Version glacée ou pâtissière, le bûche à bûche de Noël
Par Rémi Héluin
Le royaume des bûches est, de longue date, divisé en deux territoires. Au sein des foyers, les préférences s’orientent vers la déclinaison pâtissière, à base de crèmes, mousses, croustillants et biscuits, ou glacée. Cette dernière, longtemps invisibilisée par l’omniprésence de sa consœur, redouble désormais d’arguments : nouvelles formes, textures et saveurs, vertus antigaspi, sensation de légèreté en fin de repas… autant d’atouts qui portent son développement.
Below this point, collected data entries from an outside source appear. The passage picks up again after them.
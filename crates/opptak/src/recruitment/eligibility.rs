use std::collections::HashSet;

use super::domain::{committee_key, Period};

/// Committees of `period` the user belongs to.
///
/// Matching ignores case and surrounding whitespace. The result keeps the
/// period's spelling and order (required before optional) without
/// duplicates; an empty result just means the user has no role here.
pub fn eligible_committees<'a, I>(user_committees: I, period: &Period) -> Vec<String>
where
    I: IntoIterator<Item = &'a str>,
{
    let memberships: HashSet<String> = user_committees
        .into_iter()
        .map(committee_key)
        .collect();
    let mut emitted = HashSet::new();

    period
        .all_committees()
        .filter(|committee| {
            let key = committee_key(committee);
            memberships.contains(&key) && emitted.insert(key)
        })
        .map(str::to_string)
        .collect()
}
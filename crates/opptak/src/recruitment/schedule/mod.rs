pub mod booking;
pub mod selection;
pub mod slots;

pub use booking::{BookingChange, SlotBook};
pub use selection::{ColumnState, PointerEvent, SlotRange, SlotSelection, SlotSelectionSession};
pub use slots::{generate_slots, TimeSlot, TimeSlotGrid, TimeSlots};

use chrono::Duration;

#[derive(Debug, Clone, PartialEq, Eq, thiserror::Error)]
pub enum ScheduleError {
    #[error("interview length must be positive, got {0}")]
    InvalidDuration(Duration),
}
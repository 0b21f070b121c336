//! Recruitment periods and interview scheduling.
//!
//! Validation, temporal queries, committee eligibility, and the slot grid are
//! pure functions over immutable inputs. The service and router layer them on
//! top of a [`PeriodRepository`] supplied by the host.

pub mod domain;
pub mod eligibility;
pub mod repository;
pub mod router;
pub mod schedule;
pub mod service;
pub mod temporal;
pub mod validation;

#[cfg(test)]
mod tests;

pub use domain::{
    DateRange, DraftRange, InvalidPeriodId, Period, PeriodDraft, PeriodId, PeriodRecord, RangeKind,
};
pub use eligibility::eligible_committees;
pub use repository::{PeriodRepository, RepositoryError};
pub use router::period_router;
pub use service::{CommitteeAccessView, PeriodService, PeriodServiceError};
pub use temporal::{currently_active, AccessPolicy};
pub use validation::{validate, violations, PeriodField, SequenceRule, ValidationError};
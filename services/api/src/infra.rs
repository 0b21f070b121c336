use chrono::{DateTime, NaiveTime, Utc};
use metrics_exporter_prometheus::PrometheusHandle;
use opptak::config::SchedulingConfig;
use opptak::recruitment::{
    currently_active, PeriodId, PeriodRecord, PeriodRepository, RepositoryError,
};
use serde::Deserialize;
use std::collections::BTreeMap;
use std::sync::atomic::AtomicBool;
use std::sync::{Arc, Mutex, MutexGuard};

#[derive(Clone)]
pub(crate) struct AppState {
    pub(crate) readiness: Arc<AtomicBool>,
    pub(crate) metrics: Arc<PrometheusHandle>,
    pub(crate) scheduling: SchedulingConfig,
}

/// Process-local period store standing in for the document database.
#[derive(Default, Clone)]
pub(crate) struct InMemoryPeriodRepository {
    records: Arc<Mutex<BTreeMap<PeriodId, PeriodRecord>>>,
}

impl InMemoryPeriodRepository {
    fn lock(&self) -> Result<MutexGuard<'_, BTreeMap<PeriodId, PeriodRecord>>, RepositoryError> {
        self.records
            .lock()
            .map_err(|_| RepositoryError::Unavailable("period store lock poisoned".to_string()))
    }
}

impl PeriodRepository for InMemoryPeriodRepository {
    fn insert(&self, record: PeriodRecord) -> Result<PeriodRecord, RepositoryError> {
        let mut guard = self.lock()?;
        if guard.contains_key(&record.id) {
            return Err(RepositoryError::Conflict);
        }
        guard.insert(record.id.clone(), record.clone());
        Ok(record)
    }

    fn update(&self, record: PeriodRecord) -> Result<(), RepositoryError> {
        let mut guard = self.lock()?;
        match guard.get_mut(&record.id) {
            Some(existing) => {
                *existing = record;
                Ok(())
            }
            None => Err(RepositoryError::NotFound),
        }
    }

    fn fetch(&self, id: &PeriodId) -> Result<Option<PeriodRecord>, RepositoryError> {
        Ok(self.lock()?.get(id).cloned())
    }

    fn list(&self) -> Result<Vec<PeriodRecord>, RepositoryError> {
        Ok(self.lock()?.values().cloned().collect())
    }

    fn delete(&self, id: &PeriodId) -> Result<bool, RepositoryError> {
        Ok(self.lock()?.remove(id).is_some())
    }

    fn active_at(&self, now: DateTime<Utc>) -> Result<Vec<PeriodRecord>, RepositoryError> {
        let guard = self.lock()?;
        Ok(currently_active(guard.values(), now)
            .into_iter()
            .cloned()
            .collect())
    }
}

pub(crate) fn parse_time(raw: &str) -> Result<NaiveTime, String> {
    NaiveTime::parse_from_str(raw.trim(), "%H:%M")
        .map_err(|err| format!("failed to parse '{raw}' as HH:MM ({err})"))
}

pub(crate) fn parse_instant(raw: &str) -> Result<DateTime<Utc>, String> {
    DateTime::parse_from_rfc3339(raw.trim())
        .map(|instant| instant.with_timezone(&Utc))
        .map_err(|err| format!("failed to parse '{raw}' as an RFC 3339 instant ({err})"))
}

pub(crate) fn deserialize_optional_time<'de, D>(
    deserializer: D,
) -> Result<Option<NaiveTime>, D::Error>
where
    D: serde::Deserializer<'de>,
{
    let opt = Option::<String>::deserialize(deserializer)?;
    opt.map(|value| parse_time(&value).map_err(serde::de::Error::custom))
        .transpose()
}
Entre vacherins et profiteroles, le répertoire des gâteaux glacés s’est construit autour de grands classiques, transmis par des générations d’artisans. Il aura fallu compter sur l’engagement de professionnels chevronnés pour faire évoluer la technique et le visage de ces entremets. Leur maîtrise technique s’est révélée indispensable pour un sujet aussi complexe et sensible que la glacerie. L’équilibre des recettes doit être pleinement abouti pour offrir des produits à la texture idéale, faisant du travail du glacier un exercice d’équilibriste périlleux, entre effets du froid et des différents sucres. Gabriel Paillasson compta parmi les premiers à porter une vision d’excellence de cette discipline, l’intégrant à la Coupe du Monde de la Pâtisserie qu’il fonda, aux côtés d’une poignée d’artisans partageant son exigence, en 1989. La glacerie y est intégrée sous différentes formes, ce savoir-faire étant cher à l’homme récemment disparu, de par sa double distinction aux titres de Meilleur Ouvrier de France pâtissier et glacier. Celui que les Compagnons Pâtissiers des Devoirs Unis surnommaient « l’intrépide » n’a pas été le seul à faire évoluer sensiblement le métier. Alain Chartier, Emmanuel Ryon, David Wesmael, Gérard Taurin… autant de noms reconnus, dont le savoir-faire a inspiré, et inspire encore, plusieurs générations de professionnels.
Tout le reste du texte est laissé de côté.